Given how much it costs to get rid of a manager, with The Times reporting in 2019 that Chelsea had paid out as much as £90m in compensation from 2003 up to that point, given the turnover that Watford go through, it wouldn’t be unreasonable to think that they could be wasting a lot of money in doing so.
But speaking about the issue on The Price of Football podcast, when asked by host Kevin Day how much these moves are costing the club, Maguire provided some further details about how they appoint their managers and how they manipulate the situation in their favour from a financial aspect:
“The thing is, it doesn’t cost them very much. I think what the Pozzo family have done – and by Watford standards, this isn’t particularly far into a season before they kick somebody out – I think they have break clauses embedded within the contracts.
“I think Watford are quite cute in that they find managers who want the job, put them on one or two-year contracts and therefore when they get rid of them, there’s not actually a large amount that they have to pay to buy the manager out. Or, they will say that when you sign a contract, you’ve got a maximum of three months’ pay or so on.”

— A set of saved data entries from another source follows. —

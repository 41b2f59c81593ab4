//! Shared types for ibus-table style mapping tables.
//!
//! A table maps a phonetic input key (for example `ab` in Quick/Cangjie) to a
//! single Chinese character and carries an integer weight. Larger weights mean
//! *lower* selection priority in this convention, so demoting a spelling means
//! raising or fixing its number rather than lowering it.
//!
//! Use [`RecordKey`] to address a row, [`Record`] for its mutable attributes and
//! the helpers [`is_x_prefixed`] / [`is_alpha_spelling`] to classify input keys.
//!
//! ```rust
//! use imtable_types::{RecordKey, is_alpha_spelling, is_x_prefixed, parse_character};
//!
//! let key = RecordKey::new("xa", parse_character("中").unwrap());
//! assert!(is_x_prefixed(&key.input));
//! assert!(is_alpha_spelling("ab"));
//! assert!(!is_alpha_spelling("xa"));
//! ```

use std::fmt;

/// Row priority; a larger number ranks the row lower.
pub type Weight = i64;

/// Input letters used to build canonical spellings. `x` is reserved for
/// alternate spellings and is therefore absent.
pub const ALPHA: &str = "abcdefghijklmnopqrstuvwyz";

/// `(input key, character)` pair uniquely identifying a row in a table.
#[derive(Clone, Debug, Eq, PartialEq, Hash, Ord, PartialOrd)]
pub struct RecordKey {
    pub input: String,
    pub character: char,
}

impl RecordKey {
    pub fn new(input: impl Into<String>, character: char) -> Self {
        Self {
            input: input.into(),
            character,
        }
    }
}

impl fmt::Display for RecordKey {
    fn fmt(&self, f: &mut fmt::Formatter<'_>) -> fmt::Result {
        write!(f, "{} {}", self.input, self.character)
    }
}

/// Mutable attributes of a row.
#[derive(Clone, Debug, Default, Eq, PartialEq)]
pub struct Record {
    pub weight: Weight,
    /// Trailing free-text field; empty when the row had only three fields.
    pub comment: String,
}

impl Record {
    pub fn new(weight: Weight, comment: impl Into<String>) -> Self {
        Self {
            weight,
            comment: comment.into(),
        }
    }
}

/// Whether `input` is an alternate spelling (starts with a literal `x`).
pub fn is_x_prefixed(input: &str) -> bool {
    input.starts_with('x')
}

/// Whether `input` is a one- or two-letter spelling made only of [`ALPHA`]
/// letters.
pub fn is_alpha_spelling(input: &str) -> bool {
    (1..=2).contains(&input.len()) && input.chars().all(is_alpha)
}

/// Membership test for [`ALPHA`].
pub fn is_alpha(c: char) -> bool {
    c.is_ascii_lowercase() && c != 'x'
}

/// Parse a character field, accepting exactly one Unicode scalar value.
pub fn parse_character(field: &str) -> Option<char> {
    let mut chars = field.chars();
    match (chars.next(), chars.next()) {
        (Some(c), None) => Some(c),
        _ => None,
    }
}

TIF Thoughts on Kieran Maguire’s comments about Watford managers…
Is Claudio Ranieri a good appointment by Watford?
It certainly does come across as a rather cynical way for them to run the club, focusing more on the financial side of the game rather than trying to become a stable and settled club instead of a ‘yo-yo club’.
Whilst some of the decisions can arguably be justified, such as the second departure of Quique Sanchez Flores when he had won just one of his 10 games with the club bottom of the Premier League, to do so with Munoz when they are 15th in the league after he had just got them promoted comes across as farcical.
It just makes you wonder how long this cycle can carry on before they decide to run their club somewhat normally rather than focusing on their bottom line when it comes to how they handle the men in the dugout.